Он замечает в любви скорее не розы, а ландыши, те ранние, благоуханные, моменты ее, когда «почти детьми ухабистой тропинкой мы бегали в березовый лесок, блаженная слеза скользила вдоль щеки, и там, где локоны плеча ее касались, мои уста касались иногда». Всей России знакомая затворница, в одной знакомой улице, бледная, с распущенной косой, твердит ему речи детские. Ему близка девичья душа, и он участливо слушает наивную жалобу подростка – этой девочки, которая плачет втихомолку и по секрету от мамы рассказывает Полонскому, что она любит одного студента, хочет ему понравиться распущенной косою, венком из васильков, по сырой траве ходит в сад рвать ему любимые цветы, а он —

По-прежнему он холоден и тих,
По-прежнему сидит да книги все читает, —
Как будто хуже я его несносных книг!..

Или в глуши для кого расцвела, для чего развилась эта девушка с лазурными глазами? Нет отзвука на смутное волнение любви, которая проснулась в ее затрепетавшем сердце, и, одинокая, грустная, подходит она к окну и долго смотрит в «безответную даль».

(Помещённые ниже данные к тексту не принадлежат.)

//! HTTP client for the Anthropic Messages API.

use std::time::Duration;

use async_trait::async_trait;
use matspec_core::ImageInput;
use matspec_core::config::ApiSettings;
use reqwest::StatusCode;
use reqwest::header::RETRY_AFTER;
use serde::{Deserialize, Serialize};
use tracing::debug;

use crate::provider::{Completion, CompletionError, CompletionProvider};

const API_VERSION: &str = "2023-06-01";
/// Longest error body quoted back when the reply has no error envelope.
const MAX_ERROR_BODY: usize = 300;

// ── Wire types ──

#[derive(Serialize)]
struct MessagesRequest<'a> {
    model: &'a str,
    max_tokens: u32,
    messages: [Message<'a>; 1],
}

#[derive(Serialize)]
struct Message<'a> {
    role: &'static str,
    content: Vec<ContentBlock<'a>>,
}

#[derive(Serialize)]
#[serde(tag = "type", rename_all = "snake_case")]
enum ContentBlock<'a> {
    Image { source: ImageSource<'a> },
    Text { text: &'a str },
}

#[derive(Serialize)]
struct ImageSource<'a> {
    #[serde(rename = "type")]
    kind: &'static str,
    media_type: &'a str,
    data: &'a str,
}

#[derive(Deserialize)]
struct MessagesResponse {
    content: Vec<ResponseBlock>,
    #[serde(default)]
    usage: Usage,
}

#[derive(Deserialize)]
struct ResponseBlock {
    #[serde(rename = "type")]
    kind: String,
    #[serde(default)]
    text: Option<String>,
}

#[derive(Deserialize, Default)]
struct Usage {
    #[serde(default)]
    input_tokens: u32,
    #[serde(default)]
    output_tokens: u32,
}

#[derive(Deserialize)]
struct ErrorEnvelope {
    error: ErrorBody,
}

#[derive(Deserialize)]
struct ErrorBody {
    message: String,
}

// ── Client ──

/// Anthropic Messages API client.
pub struct AnthropicClient {
    client: reqwest::Client,
    base_url: String,
    api_key: String,
    model: String,
    vision_max_tokens: u32,
    spec_max_tokens: u32,
}

impl AnthropicClient {
    /// Create a client from `[api]` settings and a resolved key.
    ///
    /// A trailing slash on `base_url` is ignored.
    pub fn new(api_key: String, settings: &ApiSettings) -> Result<Self, reqwest::Error> {
        let client = reqwest::Client::builder()
            .user_agent(concat!("matspec/", env!("CARGO_PKG_VERSION")))
            .timeout(Duration::from_secs(settings.timeout_secs))
            .build()?;
        Ok(Self {
            client,
            base_url: settings.base_url.trim_end_matches('/').to_string(),
            api_key,
            model: settings.model.clone(),
            vision_max_tokens: settings.vision_max_tokens,
            spec_max_tokens: settings.spec_max_tokens,
        })
    }

    pub fn model(&self) -> &str {
        &self.model
    }

    async fn send(
        &self,
        max_tokens: u32,
        content: Vec<ContentBlock<'_>>,
    ) -> Result<Completion, CompletionError> {
        let url = format!("{}/v1/messages", self.base_url);
        let body = MessagesRequest {
            model: &self.model,
            max_tokens,
            messages: [Message {
                role: "user",
                content,
            }],
        };

        debug!(url = %url, model = %self.model, max_tokens, "sending messages request");
        let resp = self
            .client
            .post(&url)
            .header("x-api-key", &self.api_key)
            .header("anthropic-version", API_VERSION)
            .json(&body)
            .send()
            .await
            .map_err(|e| self.network_error(&e))?;

        let status = resp.status();
        if !status.is_success() {
            let retry_after = resp
                .headers()
                .get(RETRY_AFTER)
                .and_then(|v| v.to_str().ok())
                .and_then(|v| v.trim().parse::<u64>().ok())
                .map(Duration::from_secs);
            let body = resp.text().await.unwrap_or_default();
            return Err(classify_status(status, &body, retry_after));
        }

        let reply: MessagesResponse = resp
            .json()
            .await
            .map_err(|e| CompletionError::Transient(format!("malformed reply from the API: {e}")))?;
        let text = reply
            .content
            .into_iter()
            .filter(|b| b.kind == "text")
            .filter_map(|b| b.text)
            .collect::<Vec<_>>()
            .join("\n");
        let tokens_used = reply
            .usage
            .input_tokens
            .saturating_add(reply.usage.output_tokens);
        debug!(tokens_used, chars = text.len(), "received reply");
        Ok(Completion { text, tokens_used })
    }

    fn network_error(&self, e: &reqwest::Error) -> CompletionError {
        let message = if e.is_timeout() {
            "request to the API timed out".to_string()
        } else if e.is_connect() {
            format!("could not connect to {}", self.base_url)
        } else {
            format!("request to the API failed: {e}")
        };
        CompletionError::Transient(message)
    }
}

/// Map a non-success status and its body to a `CompletionError`.
fn classify_status(
    status: StatusCode,
    body: &str,
    retry_after: Option<Duration>,
) -> CompletionError {
    let message = serde_json::from_str::<ErrorEnvelope>(body)
        .map(|env| env.error.message)
        .unwrap_or_else(|_| {
            let body = body.trim();
            if body.is_empty() {
                status.canonical_reason().unwrap_or("no details").to_string()
            } else {
                body.chars().take(MAX_ERROR_BODY).collect()
            }
        });

    match status.as_u16() {
        401 | 403 => CompletionError::Auth(message),
        429 => CompletionError::RateLimited { retry_after },
        408 | 500..=599 => {
            CompletionError::Transient(format!("API error {}: {message}", status.as_u16()))
        }
        code => CompletionError::Rejected {
            status: code,
            message,
        },
    }
}

#[async_trait]
impl CompletionProvider for AnthropicClient {
    async fn analyze_image(
        &self,
        image: &ImageInput,
        instruction: &str,
    ) -> Result<Completion, CompletionError> {
        let content = vec![
            ContentBlock::Image {
                source: ImageSource {
                    kind: "base64",
                    media_type: &image.media_type,
                    data: &image.encoded,
                },
            },
            ContentBlock::Text { text: instruction },
        ];
        self.send(self.vision_max_tokens, content).await
    }

    async fn generate_text(&self, prompt: &str) -> Result<Completion, CompletionError> {
        self.send(self.spec_max_tokens, vec![ContentBlock::Text { text: prompt }])
            .await
    }
}

#[cfg(test)]
mod tests {
    use super::*;
    use axum::Json;
    use axum::Router;
    use axum::http::{HeaderMap, StatusCode as AxumStatus};
    use axum::response::IntoResponse;
    use axum::routing::post;
    use serde_json::{Value, json};

    async fn spawn(app: Router) -> String {
        let listener = tokio::net::TcpListener::bind("127.0.0.1:0").await.unwrap();
        let addr = listener.local_addr().unwrap();
        tokio::spawn(async move {
            axum::serve(listener, app).await.unwrap();
        });
        format!("http://{addr}/")
    }

    fn client(base_url: String) -> AnthropicClient {
        let settings = ApiSettings {
            base_url,
            timeout_secs: 5,
            ..ApiSettings::default()
        };
        AnthropicClient::new("test-key".into(), &settings).unwrap()
    }

    fn image() -> ImageInput {
        ImageInput {
            name: "a.png".into(),
            path: None,
            source_media_type: "image/png".into(),
            media_type: "image/jpeg".into(),
            encoded: "aGVsbG8=".into(),
            original_len: 5,
        }
    }

    async fn messages(headers: HeaderMap, Json(body): Json<Value>) -> impl IntoResponse {
        if headers.get("x-api-key").and_then(|v| v.to_str().ok()) != Some("test-key")
            || headers.get("anthropic-version").and_then(|v| v.to_str().ok()) != Some(API_VERSION)
        {
            return (AxumStatus::BAD_REQUEST, Json(json!({"error": "headers"})));
        }
        let content = &body["messages"][0]["content"];
        let kinds: Vec<&str> = content
            .as_array()
            .unwrap()
            .iter()
            .map(|b| b["type"].as_str().unwrap())
            .collect();
        (
            AxumStatus::OK,
            Json(json!({
                "content": [
                    {"type": "text", "text": format!("blocks: {}", kinds.join(","))},
                    {"type": "text", "text": format!("max_tokens: {}", body["max_tokens"])}
                ],
                "usage": {"input_tokens": 10, "output_tokens": 5}
            })),
        )
    }

    #[tokio::test]
    async fn sends_image_before_instruction() {
        let base = spawn(Router::new().route("/v1/messages", post(messages))).await;
        let client = client(base);
        let reply = client.analyze_image(&image(), "what materials?").await.unwrap();
        assert_eq!(reply.text, "blocks: image,text\nmax_tokens: 1024");
        assert_eq!(reply.tokens_used, 15);

        let reply = client.generate_text("write specs").await.unwrap();
        assert_eq!(reply.text, "blocks: text\nmax_tokens: 4096");
    }

    #[tokio::test]
    async fn oversized_usage_saturates() {
        let app = Router::new().route(
            "/v1/messages",
            post(|| async {
                Json(json!({
                    "content": [{"type": "text", "text": "ok"}],
                    "usage": {"input_tokens": u32::MAX, "output_tokens": 7}
                }))
            }),
        );
        let base = spawn(app).await;
        let reply = client(base).generate_text("x").await.unwrap();
        assert_eq!(reply.text, "ok");
        assert_eq!(reply.tokens_used, u32::MAX);
    }

    fn failing(status: u16, body: &'static str, retry_after: Option<&'static str>) -> Router {
        Router::new().route(
            "/v1/messages",
            post(move || async move {
                let mut headers = HeaderMap::new();
                if let Some(v) = retry_after {
                    headers.insert("retry-after", v.parse().unwrap());
                }
                (AxumStatus::from_u16(status).unwrap(), headers, body)
            }),
        )
    }

    #[tokio::test]
    async fn maps_error_statuses() {
        let auth = r#"{"type":"error","error":{"type":"authentication_error","message":"invalid x-api-key"}}"#;
        let base = spawn(failing(401, auth, None)).await;
        assert_eq!(
            client(base).generate_text("x").await.unwrap_err(),
            CompletionError::Auth("invalid x-api-key".into())
        );

        let base = spawn(failing(429, "", Some("7"))).await;
        assert_eq!(
            client(base).generate_text("x").await.unwrap_err(),
            CompletionError::RateLimited {
                retry_after: Some(Duration::from_secs(7))
            }
        );

        let bad = r#"{"type":"error","error":{"type":"invalid_request_error","message":"image exceeds 5 MB"}}"#;
        let base = spawn(failing(400, bad, None)).await;
        assert_eq!(
            client(base).generate_text("x").await.unwrap_err(),
            CompletionError::Rejected {
                status: 400,
                message: "image exceeds 5 MB".into()
            }
        );

        let base = spawn(failing(529, "overloaded", None)).await;
        assert!(matches!(
            client(base).generate_text("x").await.unwrap_err(),
            CompletionError::Transient(m) if m.contains("529")
        ));
    }

    #[tokio::test]
    async fn malformed_reply_is_transient() {
        let base = spawn(failing(200, "not json", None)).await;
        assert!(matches!(
            client(base).generate_text("x").await.unwrap_err(),
            CompletionError::Transient(_)
        ));
    }

    #[tokio::test]
    async fn unreachable_server_is_transient() {
        let listener = tokio::net::TcpListener::bind("127.0.0.1:0").await.unwrap();
        let addr = listener.local_addr().unwrap();
        drop(listener);
        let err = client(format!("http://{addr}"))
            .generate_text("x")
            .await
            .unwrap_err();
        assert!(matches!(err, CompletionError::Transient(_)));
    }

    #[test]
    fn trims_trailing_slash() {
        let c = client("http://localhost:9999/".into());
        assert_eq!(c.base_url, "http://localhost:9999");
        assert_eq!(c.model(), matspec_core::config::DEFAULT_MODEL);
    }
}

Что звенит там вдали, – и звенит и зовет?
И зачем там, в степи, пыль столбами встает?
И зачем та река широко разлилась?
Оттого ль разлилась, что весна началась?
……………………………………
Не природа ли тайно с душой говорит?
Сердце ль просит любви и без раны болит?
И на грудь тихо падают слезы из глаз…
Для кого расцвела? Для чего развилась?

Позвала девушку природа, кличет ее весна, но никто не зовет ее в человеческой глуши.

В любви говорит с детьми именно сама природа, весь мир, и у Полонского хорошо показана эта глубокая связь между детским и космическим. Вот они, «полудетские уста, еще немые, с одним намеком на любовь», и эти уста заговорят поцелуями, эти намеки сделаются ласками – в то самое мгновенье, когда юные влюбленные души осенит мироздание. В первом поцелуе раскрывается тайна вселенной, и вселенной приобщаются, в нее получают свое посвящение раньше только в преддверии ее стоявшие дети.

Если для Полонского любовь так рано начинается, то его духовной тишине и постоянству, теплоте его сердечного чувства подобает и любовь длительная, любовь, которая не исчезает бесследно и на самом закате жизни. Тянется через эту жизнь золотая нить поэтического, майского воспоминания, и оно сохраняет свою нежную власть над верным сердцем. И гордо, уверенно, ласково обещает мужчина своей давнишней спутнице: «Не изменю тебе, как старая кольчуга на старой рыцарской груди».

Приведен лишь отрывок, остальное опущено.